◆ WORK REQUIRED ◆
How many lines in the listing below include the word "Option"? Answer with the number and nothing else.

◆ SUPPLIED MATERIAL ◆
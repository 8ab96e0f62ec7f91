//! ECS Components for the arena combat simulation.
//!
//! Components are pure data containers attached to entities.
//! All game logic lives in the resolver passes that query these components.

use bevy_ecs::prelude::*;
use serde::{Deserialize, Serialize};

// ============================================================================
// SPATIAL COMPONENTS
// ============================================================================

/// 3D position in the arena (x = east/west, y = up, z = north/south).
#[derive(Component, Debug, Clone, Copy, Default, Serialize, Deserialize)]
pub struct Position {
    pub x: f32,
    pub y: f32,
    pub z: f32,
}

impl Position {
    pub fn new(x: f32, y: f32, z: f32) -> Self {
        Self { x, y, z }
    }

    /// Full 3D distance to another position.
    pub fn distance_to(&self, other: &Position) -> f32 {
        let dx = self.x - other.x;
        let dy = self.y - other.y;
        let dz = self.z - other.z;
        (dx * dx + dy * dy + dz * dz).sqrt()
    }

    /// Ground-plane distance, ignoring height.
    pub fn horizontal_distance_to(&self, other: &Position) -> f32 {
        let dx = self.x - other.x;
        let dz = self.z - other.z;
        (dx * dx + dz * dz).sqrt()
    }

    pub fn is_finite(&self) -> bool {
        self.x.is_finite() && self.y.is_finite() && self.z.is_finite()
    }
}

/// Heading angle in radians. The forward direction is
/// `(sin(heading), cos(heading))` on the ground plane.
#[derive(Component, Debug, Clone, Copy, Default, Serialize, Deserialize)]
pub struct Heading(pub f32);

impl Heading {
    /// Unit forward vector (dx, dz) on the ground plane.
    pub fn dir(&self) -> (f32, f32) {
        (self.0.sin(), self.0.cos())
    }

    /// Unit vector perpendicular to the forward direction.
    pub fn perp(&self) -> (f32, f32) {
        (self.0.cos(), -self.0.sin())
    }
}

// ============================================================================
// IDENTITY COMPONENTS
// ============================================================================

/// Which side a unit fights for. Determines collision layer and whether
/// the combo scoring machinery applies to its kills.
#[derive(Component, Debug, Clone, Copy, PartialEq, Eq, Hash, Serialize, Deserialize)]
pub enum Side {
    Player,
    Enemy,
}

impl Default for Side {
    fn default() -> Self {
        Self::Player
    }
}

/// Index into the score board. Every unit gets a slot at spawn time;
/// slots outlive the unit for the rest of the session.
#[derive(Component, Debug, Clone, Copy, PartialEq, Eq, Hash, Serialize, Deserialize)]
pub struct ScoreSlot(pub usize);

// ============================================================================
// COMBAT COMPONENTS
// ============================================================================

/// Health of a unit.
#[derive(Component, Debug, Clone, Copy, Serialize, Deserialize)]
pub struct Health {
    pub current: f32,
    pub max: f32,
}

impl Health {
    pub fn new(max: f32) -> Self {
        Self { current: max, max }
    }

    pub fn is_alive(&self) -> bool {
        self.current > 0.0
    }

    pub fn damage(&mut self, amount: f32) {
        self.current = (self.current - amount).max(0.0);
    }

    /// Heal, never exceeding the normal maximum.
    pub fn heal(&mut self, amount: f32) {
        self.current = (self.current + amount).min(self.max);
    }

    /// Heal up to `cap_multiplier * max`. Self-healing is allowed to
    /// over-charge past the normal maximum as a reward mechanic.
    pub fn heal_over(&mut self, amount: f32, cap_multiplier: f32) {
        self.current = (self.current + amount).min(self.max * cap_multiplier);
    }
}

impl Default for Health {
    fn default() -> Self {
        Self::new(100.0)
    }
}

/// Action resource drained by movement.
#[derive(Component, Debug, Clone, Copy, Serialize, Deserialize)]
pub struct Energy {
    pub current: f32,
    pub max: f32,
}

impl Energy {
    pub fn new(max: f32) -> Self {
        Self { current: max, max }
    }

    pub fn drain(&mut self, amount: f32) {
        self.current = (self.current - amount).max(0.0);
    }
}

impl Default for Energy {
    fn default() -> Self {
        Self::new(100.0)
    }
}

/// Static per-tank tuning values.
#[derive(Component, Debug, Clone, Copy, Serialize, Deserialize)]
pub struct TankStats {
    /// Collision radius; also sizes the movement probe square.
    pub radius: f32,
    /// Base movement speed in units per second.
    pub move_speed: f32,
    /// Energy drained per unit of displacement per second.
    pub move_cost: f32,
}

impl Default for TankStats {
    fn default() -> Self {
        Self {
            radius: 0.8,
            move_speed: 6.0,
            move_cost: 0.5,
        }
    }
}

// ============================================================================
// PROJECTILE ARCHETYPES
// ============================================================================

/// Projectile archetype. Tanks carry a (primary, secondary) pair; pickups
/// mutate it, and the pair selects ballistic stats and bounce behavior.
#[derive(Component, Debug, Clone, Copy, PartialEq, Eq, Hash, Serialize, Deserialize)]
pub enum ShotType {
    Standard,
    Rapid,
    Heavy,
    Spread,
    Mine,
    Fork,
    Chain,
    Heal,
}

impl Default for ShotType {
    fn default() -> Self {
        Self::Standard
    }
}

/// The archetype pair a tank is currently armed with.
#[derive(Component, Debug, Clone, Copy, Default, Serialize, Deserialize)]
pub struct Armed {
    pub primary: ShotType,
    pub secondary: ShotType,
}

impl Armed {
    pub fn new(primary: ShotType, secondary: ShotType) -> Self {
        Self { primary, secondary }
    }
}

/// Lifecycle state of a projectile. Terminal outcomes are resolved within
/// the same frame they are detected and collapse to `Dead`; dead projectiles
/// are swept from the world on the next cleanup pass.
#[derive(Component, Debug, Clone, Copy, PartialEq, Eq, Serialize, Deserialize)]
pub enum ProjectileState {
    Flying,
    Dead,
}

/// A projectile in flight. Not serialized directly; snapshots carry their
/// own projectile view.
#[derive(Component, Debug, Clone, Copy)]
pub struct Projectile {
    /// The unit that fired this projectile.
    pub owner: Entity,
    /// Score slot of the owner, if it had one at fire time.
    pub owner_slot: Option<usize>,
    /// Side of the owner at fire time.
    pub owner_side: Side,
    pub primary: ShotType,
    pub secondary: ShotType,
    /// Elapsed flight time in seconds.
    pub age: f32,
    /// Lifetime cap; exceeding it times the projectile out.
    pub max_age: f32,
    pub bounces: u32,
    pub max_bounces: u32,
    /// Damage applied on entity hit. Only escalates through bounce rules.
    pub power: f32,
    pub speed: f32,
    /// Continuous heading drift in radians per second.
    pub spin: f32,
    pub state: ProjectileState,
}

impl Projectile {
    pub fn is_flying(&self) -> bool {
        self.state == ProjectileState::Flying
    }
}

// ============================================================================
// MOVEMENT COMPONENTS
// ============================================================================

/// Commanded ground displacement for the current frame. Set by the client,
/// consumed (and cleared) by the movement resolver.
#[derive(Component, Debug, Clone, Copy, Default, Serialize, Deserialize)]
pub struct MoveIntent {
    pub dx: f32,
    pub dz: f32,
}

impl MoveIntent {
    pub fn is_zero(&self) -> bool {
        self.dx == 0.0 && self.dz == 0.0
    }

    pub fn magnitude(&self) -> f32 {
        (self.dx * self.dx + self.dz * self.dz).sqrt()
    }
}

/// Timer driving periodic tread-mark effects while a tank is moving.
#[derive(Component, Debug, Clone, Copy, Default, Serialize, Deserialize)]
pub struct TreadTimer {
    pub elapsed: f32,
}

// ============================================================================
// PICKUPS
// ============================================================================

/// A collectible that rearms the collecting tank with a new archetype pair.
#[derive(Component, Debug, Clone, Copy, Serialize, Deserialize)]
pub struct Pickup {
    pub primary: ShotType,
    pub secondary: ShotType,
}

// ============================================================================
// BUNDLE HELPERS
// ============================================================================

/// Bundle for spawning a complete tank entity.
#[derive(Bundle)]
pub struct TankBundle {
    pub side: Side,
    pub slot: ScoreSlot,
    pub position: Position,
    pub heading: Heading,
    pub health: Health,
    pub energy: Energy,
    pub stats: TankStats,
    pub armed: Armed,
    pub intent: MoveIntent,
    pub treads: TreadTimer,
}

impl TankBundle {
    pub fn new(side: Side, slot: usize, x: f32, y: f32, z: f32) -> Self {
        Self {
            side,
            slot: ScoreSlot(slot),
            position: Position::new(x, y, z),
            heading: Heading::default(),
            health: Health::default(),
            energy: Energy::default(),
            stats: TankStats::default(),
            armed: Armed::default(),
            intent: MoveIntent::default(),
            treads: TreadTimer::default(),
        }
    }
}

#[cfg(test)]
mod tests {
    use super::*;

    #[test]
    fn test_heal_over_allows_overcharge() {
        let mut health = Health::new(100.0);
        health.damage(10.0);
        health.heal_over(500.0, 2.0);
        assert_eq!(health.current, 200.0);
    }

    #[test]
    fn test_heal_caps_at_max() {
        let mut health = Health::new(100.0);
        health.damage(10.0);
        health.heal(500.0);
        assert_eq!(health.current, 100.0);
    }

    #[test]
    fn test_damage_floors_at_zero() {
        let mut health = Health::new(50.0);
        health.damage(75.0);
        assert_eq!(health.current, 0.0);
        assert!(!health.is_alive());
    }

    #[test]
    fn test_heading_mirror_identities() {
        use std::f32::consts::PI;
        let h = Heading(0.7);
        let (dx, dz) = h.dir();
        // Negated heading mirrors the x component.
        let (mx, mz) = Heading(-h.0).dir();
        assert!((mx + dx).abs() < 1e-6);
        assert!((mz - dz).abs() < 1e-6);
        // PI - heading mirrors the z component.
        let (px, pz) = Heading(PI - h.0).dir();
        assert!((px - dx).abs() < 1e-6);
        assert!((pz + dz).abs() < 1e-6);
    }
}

* * *

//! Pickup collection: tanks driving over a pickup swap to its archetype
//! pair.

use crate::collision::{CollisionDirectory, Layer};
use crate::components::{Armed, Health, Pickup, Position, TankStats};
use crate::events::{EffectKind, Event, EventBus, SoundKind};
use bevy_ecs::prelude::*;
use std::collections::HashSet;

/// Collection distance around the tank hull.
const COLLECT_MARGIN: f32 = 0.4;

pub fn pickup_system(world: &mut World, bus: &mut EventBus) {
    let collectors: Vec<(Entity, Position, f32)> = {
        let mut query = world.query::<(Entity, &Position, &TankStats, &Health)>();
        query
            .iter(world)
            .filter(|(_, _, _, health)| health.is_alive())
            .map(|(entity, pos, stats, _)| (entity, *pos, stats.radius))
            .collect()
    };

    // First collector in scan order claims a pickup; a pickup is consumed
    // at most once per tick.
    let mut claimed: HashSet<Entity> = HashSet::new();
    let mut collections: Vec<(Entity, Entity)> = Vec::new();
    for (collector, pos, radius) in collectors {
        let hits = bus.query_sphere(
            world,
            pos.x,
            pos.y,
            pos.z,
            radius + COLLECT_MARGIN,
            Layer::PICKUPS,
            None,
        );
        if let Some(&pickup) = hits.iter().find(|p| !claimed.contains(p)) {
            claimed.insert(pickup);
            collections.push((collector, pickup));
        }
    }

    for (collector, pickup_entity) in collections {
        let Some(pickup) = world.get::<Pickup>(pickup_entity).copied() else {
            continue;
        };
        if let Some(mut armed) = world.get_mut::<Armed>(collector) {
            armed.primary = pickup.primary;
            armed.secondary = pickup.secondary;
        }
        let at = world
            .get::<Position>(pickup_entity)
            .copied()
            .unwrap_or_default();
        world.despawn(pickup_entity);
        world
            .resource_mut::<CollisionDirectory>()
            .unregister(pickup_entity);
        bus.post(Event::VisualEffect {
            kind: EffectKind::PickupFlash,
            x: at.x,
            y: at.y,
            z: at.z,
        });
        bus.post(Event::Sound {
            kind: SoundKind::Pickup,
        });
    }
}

...

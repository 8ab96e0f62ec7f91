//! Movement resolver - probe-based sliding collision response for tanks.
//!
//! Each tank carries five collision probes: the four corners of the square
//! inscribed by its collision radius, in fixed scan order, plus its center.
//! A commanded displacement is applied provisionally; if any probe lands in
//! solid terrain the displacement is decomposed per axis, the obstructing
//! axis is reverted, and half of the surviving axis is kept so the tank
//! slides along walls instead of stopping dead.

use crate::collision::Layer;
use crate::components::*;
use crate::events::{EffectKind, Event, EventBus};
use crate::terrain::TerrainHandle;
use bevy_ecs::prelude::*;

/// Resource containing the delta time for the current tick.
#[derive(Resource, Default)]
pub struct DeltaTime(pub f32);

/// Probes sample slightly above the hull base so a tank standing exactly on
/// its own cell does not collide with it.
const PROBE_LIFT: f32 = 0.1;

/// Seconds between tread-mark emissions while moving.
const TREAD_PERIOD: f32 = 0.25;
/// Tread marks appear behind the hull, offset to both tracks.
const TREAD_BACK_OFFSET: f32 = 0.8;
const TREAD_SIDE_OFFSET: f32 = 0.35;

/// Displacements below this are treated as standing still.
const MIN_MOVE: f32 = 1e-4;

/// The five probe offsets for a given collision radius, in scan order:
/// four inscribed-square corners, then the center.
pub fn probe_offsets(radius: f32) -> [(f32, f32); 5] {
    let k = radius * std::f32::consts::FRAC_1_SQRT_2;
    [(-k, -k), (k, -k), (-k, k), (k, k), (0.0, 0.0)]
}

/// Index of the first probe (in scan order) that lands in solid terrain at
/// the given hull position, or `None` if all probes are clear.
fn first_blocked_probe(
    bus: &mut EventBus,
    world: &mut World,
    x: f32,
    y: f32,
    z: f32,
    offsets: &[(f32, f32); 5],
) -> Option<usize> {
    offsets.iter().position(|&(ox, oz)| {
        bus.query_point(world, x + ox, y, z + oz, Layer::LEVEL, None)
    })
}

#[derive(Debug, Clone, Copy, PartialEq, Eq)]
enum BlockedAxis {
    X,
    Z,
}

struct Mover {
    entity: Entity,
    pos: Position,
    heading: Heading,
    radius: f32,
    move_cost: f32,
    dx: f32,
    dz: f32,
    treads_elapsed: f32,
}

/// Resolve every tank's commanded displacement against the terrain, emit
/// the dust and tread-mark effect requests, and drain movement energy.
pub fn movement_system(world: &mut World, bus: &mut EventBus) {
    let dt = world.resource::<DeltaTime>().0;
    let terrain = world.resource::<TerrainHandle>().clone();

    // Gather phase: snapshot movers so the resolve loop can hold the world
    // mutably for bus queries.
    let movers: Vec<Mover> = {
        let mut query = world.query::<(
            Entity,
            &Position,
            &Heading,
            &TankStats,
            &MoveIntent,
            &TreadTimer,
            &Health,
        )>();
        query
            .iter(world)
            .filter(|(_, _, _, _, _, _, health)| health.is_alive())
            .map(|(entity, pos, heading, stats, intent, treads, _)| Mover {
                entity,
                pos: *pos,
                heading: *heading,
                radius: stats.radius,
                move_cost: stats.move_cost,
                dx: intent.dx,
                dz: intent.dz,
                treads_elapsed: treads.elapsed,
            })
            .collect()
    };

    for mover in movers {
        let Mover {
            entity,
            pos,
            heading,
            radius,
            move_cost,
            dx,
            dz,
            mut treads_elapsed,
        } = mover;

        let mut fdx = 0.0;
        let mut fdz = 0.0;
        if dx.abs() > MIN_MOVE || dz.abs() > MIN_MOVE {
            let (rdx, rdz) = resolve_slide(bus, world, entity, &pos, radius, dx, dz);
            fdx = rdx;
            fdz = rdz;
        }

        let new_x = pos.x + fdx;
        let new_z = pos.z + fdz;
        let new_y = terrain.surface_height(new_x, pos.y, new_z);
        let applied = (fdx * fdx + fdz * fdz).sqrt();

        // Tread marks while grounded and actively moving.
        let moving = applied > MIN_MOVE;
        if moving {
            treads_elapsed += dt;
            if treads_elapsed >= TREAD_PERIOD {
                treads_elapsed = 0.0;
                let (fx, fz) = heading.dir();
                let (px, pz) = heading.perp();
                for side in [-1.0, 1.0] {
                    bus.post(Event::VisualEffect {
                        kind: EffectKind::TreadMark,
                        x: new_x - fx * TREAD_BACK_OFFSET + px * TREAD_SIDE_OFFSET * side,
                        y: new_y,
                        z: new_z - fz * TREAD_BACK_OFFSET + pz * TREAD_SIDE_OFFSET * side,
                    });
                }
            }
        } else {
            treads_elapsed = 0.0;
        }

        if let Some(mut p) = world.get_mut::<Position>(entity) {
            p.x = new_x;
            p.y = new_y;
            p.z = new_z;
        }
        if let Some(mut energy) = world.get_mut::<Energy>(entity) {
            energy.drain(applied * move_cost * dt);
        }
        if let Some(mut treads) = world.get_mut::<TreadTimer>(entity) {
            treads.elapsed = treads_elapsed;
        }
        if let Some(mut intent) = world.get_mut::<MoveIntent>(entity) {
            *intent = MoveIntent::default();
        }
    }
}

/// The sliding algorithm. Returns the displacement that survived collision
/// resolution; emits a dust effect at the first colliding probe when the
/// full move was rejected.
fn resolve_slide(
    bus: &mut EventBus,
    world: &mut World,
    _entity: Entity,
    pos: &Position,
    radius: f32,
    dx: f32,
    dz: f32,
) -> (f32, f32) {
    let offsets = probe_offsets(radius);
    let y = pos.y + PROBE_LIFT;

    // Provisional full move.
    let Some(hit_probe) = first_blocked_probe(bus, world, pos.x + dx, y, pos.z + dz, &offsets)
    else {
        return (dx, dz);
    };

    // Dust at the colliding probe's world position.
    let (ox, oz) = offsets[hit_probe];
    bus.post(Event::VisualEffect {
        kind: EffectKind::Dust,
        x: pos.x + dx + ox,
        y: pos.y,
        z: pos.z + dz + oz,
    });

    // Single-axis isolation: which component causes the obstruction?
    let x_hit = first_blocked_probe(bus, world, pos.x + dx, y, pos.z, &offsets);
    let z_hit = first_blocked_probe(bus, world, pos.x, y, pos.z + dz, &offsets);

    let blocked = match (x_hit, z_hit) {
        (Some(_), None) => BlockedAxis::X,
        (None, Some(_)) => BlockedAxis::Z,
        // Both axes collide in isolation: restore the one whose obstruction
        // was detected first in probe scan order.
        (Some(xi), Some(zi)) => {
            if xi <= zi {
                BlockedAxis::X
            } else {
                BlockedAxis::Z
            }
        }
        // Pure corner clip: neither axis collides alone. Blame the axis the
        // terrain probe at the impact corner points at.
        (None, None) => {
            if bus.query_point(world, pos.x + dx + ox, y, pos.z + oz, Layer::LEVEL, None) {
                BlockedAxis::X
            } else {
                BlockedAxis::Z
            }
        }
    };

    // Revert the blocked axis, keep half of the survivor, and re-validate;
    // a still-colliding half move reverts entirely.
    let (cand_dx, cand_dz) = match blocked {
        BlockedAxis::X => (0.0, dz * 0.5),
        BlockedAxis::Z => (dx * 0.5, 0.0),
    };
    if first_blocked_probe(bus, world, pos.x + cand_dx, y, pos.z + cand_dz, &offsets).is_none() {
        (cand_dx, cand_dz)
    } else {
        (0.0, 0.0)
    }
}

◆ WRITTEN SOLUTION ◆
2